We have developed a highly integrated method of mask and silicon metrology. The method adopts a
metrology management system based on DBM (Design Based Metrology). This is the high accurate
contouring created by an edge detection algorithm used in mask CD-SEM and silicon CD-SEM. We have
inspected the high accuracy, stability and reproducibility in the experiments of integration. The accuracy
is comparable with that of the mask and silicon CD-SEM metrology. In this report, we introduce the
experimental results and the application. As shrinkage of design rule for semiconductor device advances,
OPC (Optical Proximity Correction) goes aggressively dense in RET (Resolution Enhancement
Technology). However, from the view point of DFM (Design for Manufacturability), the cost of data
process for advanced MDP (Mask Data Preparation) and mask producing is a problem. Such trade-off
between RET and mask producing is a big issue in semiconductor market especially in mask business.
Seeing silicon device production process, information sharing is not completely organized between
design section and production section. Design data created with OPC and MDP should be linked to
process control on production. But design data and process control data are optimized independently.
Thus, we provided a solution of DFM: advanced integration of mask metrology and silicon metrology.
The system we propose here is composed of followings.
1) Design based recipe creation:
Specify patterns on the design data for metrology. This step is fully automated since they are interfaced
with hot spot coordinate information detected by various verification methods.

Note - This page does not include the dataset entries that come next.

use std::collections::HashMap;
use std::time::Duration;

use whiteboard_protocol::SessionId;

use crate::session::Session;

/// The authoritative session table. Owned exclusively by the relay
/// loop; every mutation and every fan-out iteration happens on that
/// single task, which is what serializes connect/disconnect against
/// broadcast.
pub struct ServerState {
    session_id_source: SessionId,
    pub sessions: HashMap<SessionId, Session>,
}

impl ServerState {
    pub fn new() -> Self {
        Self {
            session_id_source: 0,
            sessions: HashMap::new(),
        }
    }

    pub fn create_session(&mut self) -> SessionId {
        let session_id = self.new_session_id();
        self.sessions.insert(session_id, Session::new(session_id));
        session_id
    }

    pub fn remove_session(&mut self, session_id: &SessionId) -> Option<Session> {
        self.sessions.remove(session_id)
    }

    /// Ids of sessions with no traffic for at least `timeout`.
    pub fn idle_session_ids(&self, timeout: Duration) -> Vec<SessionId> {
        self.sessions
            .values()
            .filter(|s| s.idle_for() >= timeout)
            .map(|s| s.id)
            .collect()
    }

    pub fn active_count(&self) -> usize {
        self.sessions.values().filter(|s| s.is_active()).count()
    }

    fn new_session_id(&mut self) -> SessionId {
        self.session_id_source += 1;
        self.session_id_source
    }
}

#[cfg(test)]
mod tests {
    use super::*;
    use std::time::Instant;

    #[test]
    fn it_never_reuses_session_ids() {
        let mut state = ServerState::new();
        let a = state.create_session();
        state.remove_session(&a);
        let b = state.create_session();
        assert_ne!(a, b);
    }

    #[test]
    fn it_removes_sessions() {
        let mut state = ServerState::new();
        let id = state.create_session();
        assert!(state.remove_session(&id).is_some());
        assert!(state.sessions.is_empty());
        assert!(state.remove_session(&id).is_none());
    }

    #[test]
    fn it_finds_idle_sessions() {
        let mut state = ServerState::new();
        let stale = state.create_session();
        let fresh = state.create_session();
        state.sessions.get_mut(&stale).unwrap().last_activity =
            Instant::now() - Duration::from_secs(600);

        let idle = state.idle_session_ids(Duration::from_secs(300));
        assert_eq!(idle, vec![stale]);
        assert!(!idle.contains(&fresh));
    }
}
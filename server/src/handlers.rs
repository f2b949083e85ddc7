use actix_web::{web, HttpResponse, Responder};
use tokio::sync::oneshot;

use crate::server::{ServerCommand, ServerTx};

/// Read-only snapshot of the relay: active session count plus a line
/// per session. Queried over a oneshot channel so the relay loop stays
/// the only task that ever touches the session table.
pub async fn status_handler(srv_tx: web::Data<ServerTx>) -> impl Responder {
    let (tx, rx) = oneshot::channel();
    let mut srv_tx = srv_tx.get_ref().clone();

    if srv_tx.send(ServerCommand::Status { tx }).await.is_err() {
        return HttpResponse::ServiceUnavailable().finish();
    }
    match rx.await {
        Ok(status) => HttpResponse::Ok().json(status),
        Err(_) => HttpResponse::ServiceUnavailable().finish(),
    }
}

2) Design based image acquisition:
Acquire the images of mask and silicon automatically by a recipe based on the pattern design of
CD-SEM.It is a robust automated step because a wide range of design data is used for the image
3) Contour profiling and GDS data generation:
An image profiling process is applied to the acquired image based on the profiling method of the field
proven CD metrology algorithm. The detected edges are then converted to GDSII format, which is a
standard format for a design data, and utilized for various DFM systems such as simulation.
Namely, by integrating pattern shapes of mask and silicon formed during a manufacturing process
into GDSII format, it makes it possible to bridge highly accurate pattern profile information over to the
design field of various EDA systems.
These are fully integrated into design data and automated. Bi-directional cross probing between mask
data and process control data is allowed by linking them. This method is a solution for total optimization
that covers Design, MDP, mask production and silicon device producing.
This method therefore is regarded as a strategic DFM approach in the semiconductor metrology.